▶ [Extracted material]:
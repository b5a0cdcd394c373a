//! In-memory sources for unit tests

use crate::error::{SourceError, SourceResult};
use crate::models::{ProcessFacts, ProcessRecord};
use crate::socket::{Connection, ListeningSocket, OwnerHandle};
use crate::sources::{ProcessTable, ServiceManager, SocketTable, Sources};
use std::collections::{BTreeMap, HashMap};
use std::net::IpAddr;
use std::sync::atomic::{AtomicUsize, Ordering};
use std::sync::Arc;

#[derive(Debug, Default, Clone)]
pub struct FakeProcesses {
    records: BTreeMap<u32, ProcessRecord>,
    list_error: Option<SourceError>,
}

impl FakeProcesses {
    pub fn new() -> Self {
        Self::default()
    }

    pub fn with(self, pid: u32, ppid: u32, command: &str) -> Self {
        self.with_cmdline(pid, ppid, command, command)
    }

    pub fn with_cmdline(self, pid: u32, ppid: u32, command: &str, cmdline: &str) -> Self {
        self.with_record(ProcessRecord::new(pid, ppid, command, cmdline))
    }

    pub fn with_facts(self, pid: u32, ppid: u32, command: &str, facts: ProcessFacts) -> Self {
        let mut record = ProcessRecord::new(pid, ppid, command, command);
        record.facts = facts;
        self.with_record(record)
    }

    pub fn with_record(mut self, record: ProcessRecord) -> Self {
        self.records.insert(record.pid, record);
        self
    }

    pub fn failing_list(mut self, error: SourceError) -> Self {
        self.list_error = Some(error);
        self
    }
}

impl ProcessTable for FakeProcesses {
    fn name(&self) -> &'static str {
        "fake-processes"
    }

    fn read_process(&self, pid: u32) -> SourceResult<ProcessRecord> {
        self.records
            .get(&pid)
            .cloned()
            .ok_or(SourceError::ProcessNotFound { pid })
    }

    fn list_processes(&self) -> SourceResult<Vec<ProcessRecord>> {
        match &self.list_error {
            Some(e) => Err(e.clone()),
            None => Ok(self.records.values().cloned().collect()),
        }
    }
}

#[derive(Debug, Default, Clone)]
pub struct FakeSockets {
    name: &'static str,
    listeners: Vec<ListeningSocket>,
    handles: HashMap<u32, Vec<OwnerHandle>>,
    connections: Vec<Connection>,
    error: Option<SourceError>,
    listings: Arc<AtomicUsize>,
}

impl FakeSockets {
    pub fn new(name: &'static str) -> Self {
        Self {
            name,
            ..Self::default()
        }
    }

    pub fn listen(mut self, addr: &str, port: u16, owner: Option<OwnerHandle>) -> Self {
        let addr: IpAddr = addr.parse().unwrap();
        self.listeners.push(ListeningSocket::tcp(addr, port, owner));
        self
    }

    pub fn handles(mut self, pid: u32, handles: Vec<OwnerHandle>) -> Self {
        self.handles.insert(pid, handles);
        self
    }

    pub fn connection(mut self, connection: Connection) -> Self {
        self.connections.push(connection);
        self
    }

    pub fn failing(mut self, error: SourceError) -> Self {
        self.error = Some(error);
        self
    }

    /// Shared count of `list_listening_sockets` calls, readable after boxing
    pub fn listing_counter(&self) -> Arc<AtomicUsize> {
        Arc::clone(&self.listings)
    }
}

impl SocketTable for FakeSockets {
    fn name(&self) -> &'static str {
        self.name
    }

    fn list_listening_sockets(&self) -> SourceResult<Vec<ListeningSocket>> {
        self.listings.fetch_add(1, Ordering::SeqCst);
        match &self.error {
            Some(e) => Err(e.clone()),
            None => Ok(self.listeners.clone()),
        }
    }

    fn list_open_handles(&self, pid: u32) -> SourceResult<Vec<OwnerHandle>> {
        self.handles
            .get(&pid)
            .cloned()
            .ok_or(SourceError::AccessDenied {
                what: format!("handles of {}", pid),
            })
    }

    fn list_connections(&self) -> SourceResult<Vec<Connection>> {
        Ok(self.connections.clone())
    }
}

#[derive(Debug, Default, Clone)]
pub struct FakeServices {
    units: HashMap<String, u32>,
    error: Option<SourceError>,
}

impl FakeServices {
    pub fn new() -> Self {
        Self::default()
    }

    pub fn with(mut self, label: &str, pid: u32) -> Self {
        self.units.insert(label.to_string(), pid);
        self
    }

    pub fn failing(mut self, error: SourceError) -> Self {
        self.error = Some(error);
        self
    }
}

impl ServiceManager for FakeServices {
    fn name(&self) -> &'static str {
        "fake-services"
    }

    fn find_service_main_pid(&self, label: &str) -> SourceResult<Option<u32>> {
        match &self.error {
            Some(e) => Err(e.clone()),
            None => Ok(self.units.get(label).copied()),
        }
    }
}

pub fn sources(processes: FakeProcesses, sockets: Vec<FakeSockets>, services: FakeServices) -> Sources {
    Sources::new(
        Box::new(processes),
        sockets
            .into_iter()
            .map(|s| Box::new(s) as Box<dyn SocketTable>)
            .collect(),
        Box::new(services),
    )
}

▶ [Required work]: Among the records above, determine how many lines contain "sync", then report the number only.

▶ [Worked solution]: 2